[TASK MATERIAL — start]

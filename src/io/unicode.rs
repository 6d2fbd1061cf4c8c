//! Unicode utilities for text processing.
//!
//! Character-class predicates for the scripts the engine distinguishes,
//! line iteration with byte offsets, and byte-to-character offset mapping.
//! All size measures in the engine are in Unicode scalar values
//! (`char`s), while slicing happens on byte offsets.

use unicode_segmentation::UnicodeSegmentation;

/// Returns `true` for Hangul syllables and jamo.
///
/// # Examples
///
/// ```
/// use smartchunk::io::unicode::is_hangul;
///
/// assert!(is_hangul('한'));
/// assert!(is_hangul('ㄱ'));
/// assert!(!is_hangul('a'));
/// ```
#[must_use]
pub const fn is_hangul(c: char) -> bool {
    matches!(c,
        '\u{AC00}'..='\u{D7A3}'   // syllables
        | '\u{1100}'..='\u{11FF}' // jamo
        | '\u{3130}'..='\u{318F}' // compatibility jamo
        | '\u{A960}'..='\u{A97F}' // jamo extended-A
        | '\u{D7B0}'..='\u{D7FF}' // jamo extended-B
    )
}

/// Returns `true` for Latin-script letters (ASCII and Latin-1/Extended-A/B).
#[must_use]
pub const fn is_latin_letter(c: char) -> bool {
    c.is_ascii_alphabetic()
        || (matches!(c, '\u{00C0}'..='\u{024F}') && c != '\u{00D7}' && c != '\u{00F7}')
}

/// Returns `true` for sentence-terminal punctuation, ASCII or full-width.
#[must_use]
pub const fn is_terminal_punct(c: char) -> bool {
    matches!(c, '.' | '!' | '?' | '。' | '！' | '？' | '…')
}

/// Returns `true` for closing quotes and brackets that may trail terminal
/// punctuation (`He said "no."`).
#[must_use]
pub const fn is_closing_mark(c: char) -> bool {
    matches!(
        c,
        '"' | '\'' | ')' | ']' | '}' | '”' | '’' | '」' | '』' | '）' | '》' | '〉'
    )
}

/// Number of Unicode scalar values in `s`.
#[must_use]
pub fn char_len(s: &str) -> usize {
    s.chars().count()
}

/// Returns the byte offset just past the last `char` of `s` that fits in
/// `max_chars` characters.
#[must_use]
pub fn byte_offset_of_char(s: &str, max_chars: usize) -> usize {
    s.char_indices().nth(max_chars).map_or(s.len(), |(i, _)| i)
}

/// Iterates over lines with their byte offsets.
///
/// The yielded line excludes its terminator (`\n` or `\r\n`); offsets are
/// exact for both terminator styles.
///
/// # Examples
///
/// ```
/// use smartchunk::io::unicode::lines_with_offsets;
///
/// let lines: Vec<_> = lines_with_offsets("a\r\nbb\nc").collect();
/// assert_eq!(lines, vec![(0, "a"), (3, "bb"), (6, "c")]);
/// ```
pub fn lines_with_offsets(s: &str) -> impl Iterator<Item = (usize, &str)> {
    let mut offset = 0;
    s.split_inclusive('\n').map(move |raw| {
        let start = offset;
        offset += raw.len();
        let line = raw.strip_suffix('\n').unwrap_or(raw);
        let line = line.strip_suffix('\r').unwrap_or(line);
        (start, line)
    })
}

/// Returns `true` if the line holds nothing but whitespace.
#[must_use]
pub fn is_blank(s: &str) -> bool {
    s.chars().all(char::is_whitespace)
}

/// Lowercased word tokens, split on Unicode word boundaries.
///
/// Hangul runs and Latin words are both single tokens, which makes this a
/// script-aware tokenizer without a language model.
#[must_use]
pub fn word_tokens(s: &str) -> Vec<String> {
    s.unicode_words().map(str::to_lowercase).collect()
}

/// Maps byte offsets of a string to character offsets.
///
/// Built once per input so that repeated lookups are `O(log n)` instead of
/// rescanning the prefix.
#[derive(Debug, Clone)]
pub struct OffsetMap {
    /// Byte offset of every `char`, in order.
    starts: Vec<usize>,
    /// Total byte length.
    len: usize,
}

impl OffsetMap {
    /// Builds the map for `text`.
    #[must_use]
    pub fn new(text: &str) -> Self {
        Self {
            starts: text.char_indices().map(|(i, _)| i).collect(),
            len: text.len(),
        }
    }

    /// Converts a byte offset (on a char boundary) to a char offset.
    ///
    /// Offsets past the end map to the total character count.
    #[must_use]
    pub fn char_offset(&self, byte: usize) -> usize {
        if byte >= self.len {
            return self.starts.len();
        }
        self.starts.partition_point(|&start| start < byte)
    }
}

[TASK MATERIAL — finish]

**EXERCISE:** Output the data exactly, so that every line matches the original.

**TASK OUTPUT:**
filename src/io/unicode.rs
repository 6d2fbd1061cf4c8c
//! Unicode utilities for text processing.
//!
//! Character-class predicates for the scripts the engine distinguishes,
//! line iteration with byte offsets, and byte-to-character offset mapping.
//! All size measures in the engine are in Unicode scalar values
//! (`char`s), while slicing happens on byte offsets.

use unicode_segmentation::UnicodeSegmentation;

/// Returns `true` for Hangul syllables and jamo.
///
/// # Examples
///
/// ```
/// use smartchunk::io::unicode::is_hangul;
///
/// assert!(is_hangul('한'));
/// assert!(is_hangul('ㄱ'));
/// assert!(!is_hangul('a'));
/// ```
#[must_use]
pub const fn is_hangul(c: char) -> bool {
    matches!(c,
        '\u{AC00}'..='\u{D7A3}'   // syllables
        | '\u{1100}'..='\u{11FF}' // jamo
        | '\u{3130}'..='\u{318F}' // compatibility jamo
        | '\u{A960}'..='\u{A97F}' // jamo extended-A
        | '\u{D7B0}'..='\u{D7FF}' // jamo extended-B
    )
}

/// Returns `true` for Latin-script letters (ASCII and Latin-1/Extended-A/B).
#[must_use]
pub const fn is_latin_letter(c: char) -> bool {
    c.is_ascii_alphabetic()
        || (matches!(c, '\u{00C0}'..='\u{024F}') && c != '\u{00D7}' && c != '\u{00F7}')
}

/// Returns `true` for sentence-terminal punctuation, ASCII or full-width.
#[must_use]
pub const fn is_terminal_punct(c: char) -> bool {
    matches!(c, '.' | '!' | '?' | '。' | '！' | '？' | '…')
}

/// Returns `true` for closing quotes and brackets that may trail terminal
/// punctuation (`He said "no."`).
#[must_use]
pub const fn is_closing_mark(c: char) -> bool {
    matches!(
        c,
        '"' | '\'' | ')' | ']' | '}' | '”' | '’' | '」' | '』' | '）' | '》' | '〉'
    )
}

/// Number of Unicode scalar values in `s`.
#[must_use]
pub fn char_len(s: &str) -> usize {
    s.chars().count()
}

/// Returns the byte offset just past the last `char` of `s` that fits in
/// `max_chars` characters.
#[must_use]
pub fn byte_offset_of_char(s: &str, max_chars: usize) -> usize {
    s.char_indices().nth(max_chars).map_or(s.len(), |(i, _)| i)
}

/// Iterates over lines with their byte offsets.
///
/// The yielded line excludes its terminator (`\n` or `\r\n`); offsets are
/// exact for both terminator styles.
///
/// # Examples
///
/// ```
/// use smartchunk::io::unicode::lines_with_offsets;
///
/// let lines: Vec<_> = lines_with_offsets("a\r\nbb\nc").collect();
/// assert_eq!(lines, vec![(0, "a"), (3, "bb"), (6, "c")]);
/// ```
pub fn lines_with_offsets(s: &str) -> impl Iterator<Item = (usize, &str)> {
    let mut offset = 0;
    s.split_inclusive('\n').map(move |raw| {
        let start = offset;
        offset += raw.len();
        let line = raw.strip_suffix('\n').unwrap_or(raw);
        let line = line.strip_suffix('\r').unwrap_or(line);
        (start, line)
    })
}

/// Returns `true` if the line holds nothing but whitespace.
#[must_use]
pub fn is_blank(s: &str) -> bool {
    s.chars().all(char::is_whitespace)
}

/// Lowercased word tokens, split on Unicode word boundaries.
///
/// Hangul runs and Latin words are both single tokens, which makes this a
/// script-aware tokenizer without a language model.
#[must_use]
pub fn word_tokens(s: &str) -> Vec<String> {
    s.unicode_words().map(str::to_lowercase).collect()
}

/// Maps byte offsets of a string to character offsets.
///
/// Built once per input so that repeated lookups are `O(log n)` instead of
/// rescanning the prefix.
#[derive(Debug, Clone)]
pub struct OffsetMap {
    /// Byte offset of every `char`, in order.
    starts: Vec<usize>,
    /// Total byte length.
    len: usize,
}

impl OffsetMap {
    /// Builds the map for `text`.
    #[must_use]
    pub fn new(text: &str) -> Self {
        Self {
            starts: text.char_indices().map(|(i, _)| i).collect(),
            len: text.len(),
        }
    }

    /// Converts a byte offset (on a char boundary) to a char offset.
    ///
    /// Offsets past the end map to the total character count.
    #[must_use]
    pub fn char_offset(&self, byte: usize) -> usize {
        if byte >= self.len {
            return self.starts.len();
        }
        self.starts.partition_point(|&start| start < byte)
    }
}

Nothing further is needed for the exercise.